## [Data supplied]
┌──

//! API handlers for the book REST endpoints

pub mod books;
pub mod health;
pub mod openapi;

use axum::{
    routing::{get, put},
    Router,
};
use tower_http::{
    compression::CompressionLayer,
    cors::{Any, CorsLayer},
    trace::TraceLayer,
};

use crate::AppState;

/// Create the application router with all routes
pub fn create_router(state: AppState) -> Router {
    let cors = CorsLayer::new()
        .allow_origin(Any)
        .allow_methods(Any)
        .allow_headers(Any);

    let api = Router::new()
        .route("/api/books", get(books::list_books).post(books::create_book))
        .route("/api/books/health", get(health::health_check))
        .route(
            "/api/books/:id",
            get(books::get_book)
                .put(books::update_book)
                .delete(books::delete_book),
        )
        .route("/api/books/:id/available", put(books::adjust_available))
        .with_state(state);

    Router::new()
        .merge(api)
        .merge(openapi::create_openapi_router())
        .layer(CompressionLayer::new())
        .layer(TraceLayer::new_for_http())
        .layer(cors)
}
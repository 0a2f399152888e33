//! OpenAPI documentation

use axum::Router;
use utoipa::OpenApi;
use utoipa_swagger_ui::SwaggerUi;

use crate::api::{books, health};

#[derive(OpenApi)]
#[openapi(
    info(
        title = "Book Service API",
        version = "0.1.0",
        description = "Book catalog with lending availability"
    ),
    paths(
        health::health_check,
        books::list_books,
        books::get_book,
        books::create_book,
        books::update_book,
        books::delete_book,
        books::adjust_available,
    ),
    components(
        schemas(
            crate::models::book::Book,
            crate::models::book::NewBook,
            crate::models::book::UpdateBook,
            crate::error::ErrorResponse,
        )
    ),
    tags(
        (name = "health", description = "Health check endpoints"),
        (name = "books", description = "Book catalog and availability")
    )
)]
pub struct ApiDoc;

/// Create the OpenAPI documentation router
pub fn create_openapi_router() -> Router {
    Router::new()
        .merge(SwaggerUi::new("/swagger-ui").url("/api-docs/openapi.json", ApiDoc::openapi()))
}
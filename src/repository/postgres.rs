//! PostgreSQL book store

use async_trait::async_trait;
use sqlx::{Pool, Postgres};

use super::BookStore;
use crate::{error::AppResult, models::book::Book};

#[derive(Clone)]
pub struct PgBookStore {
    pool: Pool<Postgres>,
}

impl PgBookStore {
    pub fn new(pool: Pool<Postgres>) -> Self {
        Self { pool }
    }
}

#[async_trait]
impl BookStore for PgBookStore {
    async fn find_all(&self) -> AppResult<Vec<Book>> {
        let rows = sqlx::query_as::<_, Book>("SELECT * FROM books ORDER BY id")
            .fetch_all(&self.pool)
            .await?;
        Ok(rows)
    }

    async fn find_by_id(&self, id: i64) -> AppResult<Option<Book>> {
        let row = sqlx::query_as::<_, Book>("SELECT * FROM books WHERE id = $1")
            .bind(id)
            .fetch_optional(&self.pool)
            .await?;
        Ok(row)
    }

    async fn save(&self, book: Book) -> AppResult<Book> {
        let row = match book.id {
            None => {
                sqlx::query_as::<_, Book>(
                    r#"
                    INSERT INTO books (title, author, isbn, quantity, available_quantity)
                    VALUES ($1, $2, $3, $4, $5)
                    RETURNING *
                    "#,
                )
                .bind(&book.title)
                .bind(&book.author)
                .bind(&book.isbn)
                .bind(book.quantity)
                .bind(book.available_quantity)
                .fetch_one(&self.pool)
                .await?
            }
            Some(id) => {
                // A row deleted between read and write is recreated under the same id
                sqlx::query_as::<_, Book>(
                    r#"
                    INSERT INTO books (id, title, author, isbn, quantity, available_quantity)
                    VALUES ($1, $2, $3, $4, $5, $6)
                    ON CONFLICT (id) DO UPDATE SET
                        title = EXCLUDED.title,
                        author = EXCLUDED.author,
                        isbn = EXCLUDED.isbn,
                        quantity = EXCLUDED.quantity,
                        available_quantity = EXCLUDED.available_quantity
                    RETURNING *
                    "#,
                )
                .bind(id)
                .bind(&book.title)
                .bind(&book.author)
                .bind(&book.isbn)
                .bind(book.quantity)
                .bind(book.available_quantity)
                .fetch_one(&self.pool)
                .await?
            }
        };
        Ok(row)
    }

    async fn delete_by_id(&self, id: i64) -> AppResult<()> {
        let result = sqlx::query("DELETE FROM books WHERE id = $1")
            .bind(id)
            .execute(&self.pool)
            .await?;
        tracing::debug!("Deleted {} row(s) for book {}", result.rows_affected(), id);
        Ok(())
    }
}
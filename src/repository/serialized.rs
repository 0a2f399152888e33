//! Per-id serialization of read-modify-write updates

use std::sync::Arc;

use async_trait::async_trait;
use dashmap::DashMap;
use tokio::sync::Mutex;

use super::BookStore;
use crate::{
    error::AppResult,
    models::book::{Book, BookMutation},
};

/// Wraps a store so that `modify` calls on the same book id run one at a time.
///
/// Updates of different ids still proceed in parallel. Plain `save` and
/// `delete_by_id` calls bypass the lock.
pub struct SerializedBookStore<S> {
    inner: S,
    locks: DashMap<i64, Arc<Mutex<()>>>,
}

/// A claim on one id's lock. Dropping it, even from a cancelled update,
/// removes the table entry once nobody else holds or waits on the lock.
struct Lease<'a> {
    locks: &'a DashMap<i64, Arc<Mutex<()>>>,
    id: i64,
    lock: Arc<Mutex<()>>,
}

impl Drop for Lease<'_> {
    fn drop(&mut self) {
        // the table and this lease are the only holders
        self.locks
            .remove_if(&self.id, |_, lock| Arc::strong_count(lock) == 2);
    }
}

impl<S: BookStore> SerializedBookStore<S> {
    pub fn new(inner: S) -> Self {
        Self {
            inner,
            locks: DashMap::new(),
        }
    }

    fn lease(&self, id: i64) -> Lease<'_> {
        let lock = self.locks.entry(id).or_default().clone();
        Lease {
            locks: &self.locks,
            id,
            lock,
        }
    }
}

#[async_trait]
impl<S: BookStore> BookStore for SerializedBookStore<S> {
    async fn find_all(&self) -> AppResult<Vec<Book>> {
        self.inner.find_all().await
    }

    async fn find_by_id(&self, id: i64) -> AppResult<Option<Book>> {
        self.inner.find_by_id(id).await
    }

    async fn save(&self, book: Book) -> AppResult<Book> {
        self.inner.save(book).await
    }

    async fn delete_by_id(&self, id: i64) -> AppResult<()> {
        self.inner.delete_by_id(id).await
    }

    async fn modify(&self, id: i64, mutation: BookMutation) -> AppResult<Book> {
        let lease = self.lease(id);
        let _guard = lease.lock.lock().await;
        self.inner.modify(id, mutation).await
    }
}

#[cfg(test)]
mod tests {
    use std::time::Duration;

    use super::*;
    use crate::{error::AppError, repository::MemoryBookStore};

    async fn seeded(quantity: i32) -> Arc<SerializedBookStore<MemoryBookStore>> {
        let store = SerializedBookStore::new(MemoryBookStore::new());
        store
            .save(Book {
                id: None,
                title: "Dune".to_string(),
                author: "Frank Herbert".to_string(),
                isbn: "978-0441172719".to_string(),
                quantity,
                available_quantity: quantity,
            })
            .await
            .unwrap();
        Arc::new(store)
    }

    #[tokio::test(flavor = "multi_thread", worker_threads = 4)]
    async fn concurrent_loans_are_all_counted() {
        let store = seeded(50).await;

        let tasks: Vec<_> = (0..50)
            .map(|_| {
                let store = store.clone();
                tokio::spawn(async move { store.modify(1, BookMutation::AdjustAvailable(-1)).await })
            })
            .collect();
        for task in tasks {
            task.await.unwrap().unwrap();
        }

        let book = store.find_by_id(1).await.unwrap().unwrap();
        assert_eq!(book.available_quantity, 0);

        let err = store
            .modify(1, BookMutation::AdjustAvailable(-1))
            .await
            .unwrap_err();
        assert!(matches!(err, AppError::InvalidAdjustment(_)));
    }

    #[tokio::test]
    async fn lock_table_is_emptied_after_use() {
        let store = seeded(3).await;
        store.modify(1, BookMutation::AdjustAvailable(-1)).await.unwrap();
        assert!(store.locks.is_empty());

        // rejected updates release too
        store.modify(1, BookMutation::AdjustAvailable(5)).await.unwrap_err();
        assert!(store.locks.is_empty());
    }

    #[tokio::test]
    async fn cancelled_update_releases_its_entry() {
        let store = seeded(3).await;

        let holder = store.lease(1);
        let guard = holder.lock.lock().await;

        let waiting = tokio::time::timeout(
            Duration::from_millis(20),
            store.modify(1, BookMutation::AdjustAvailable(-1)),
        )
        .await;
        assert!(waiting.is_err());
        assert_eq!(store.locks.len(), 1);

        drop(guard);
        drop(holder);
        assert!(store.locks.is_empty());

        let book = store.find_by_id(1).await.unwrap().unwrap();
        assert_eq!(book.available_quantity, 3);
    }
}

└──

Go through the material and say how many lines include "calls". The number alone will do.

## [Exercise result]
2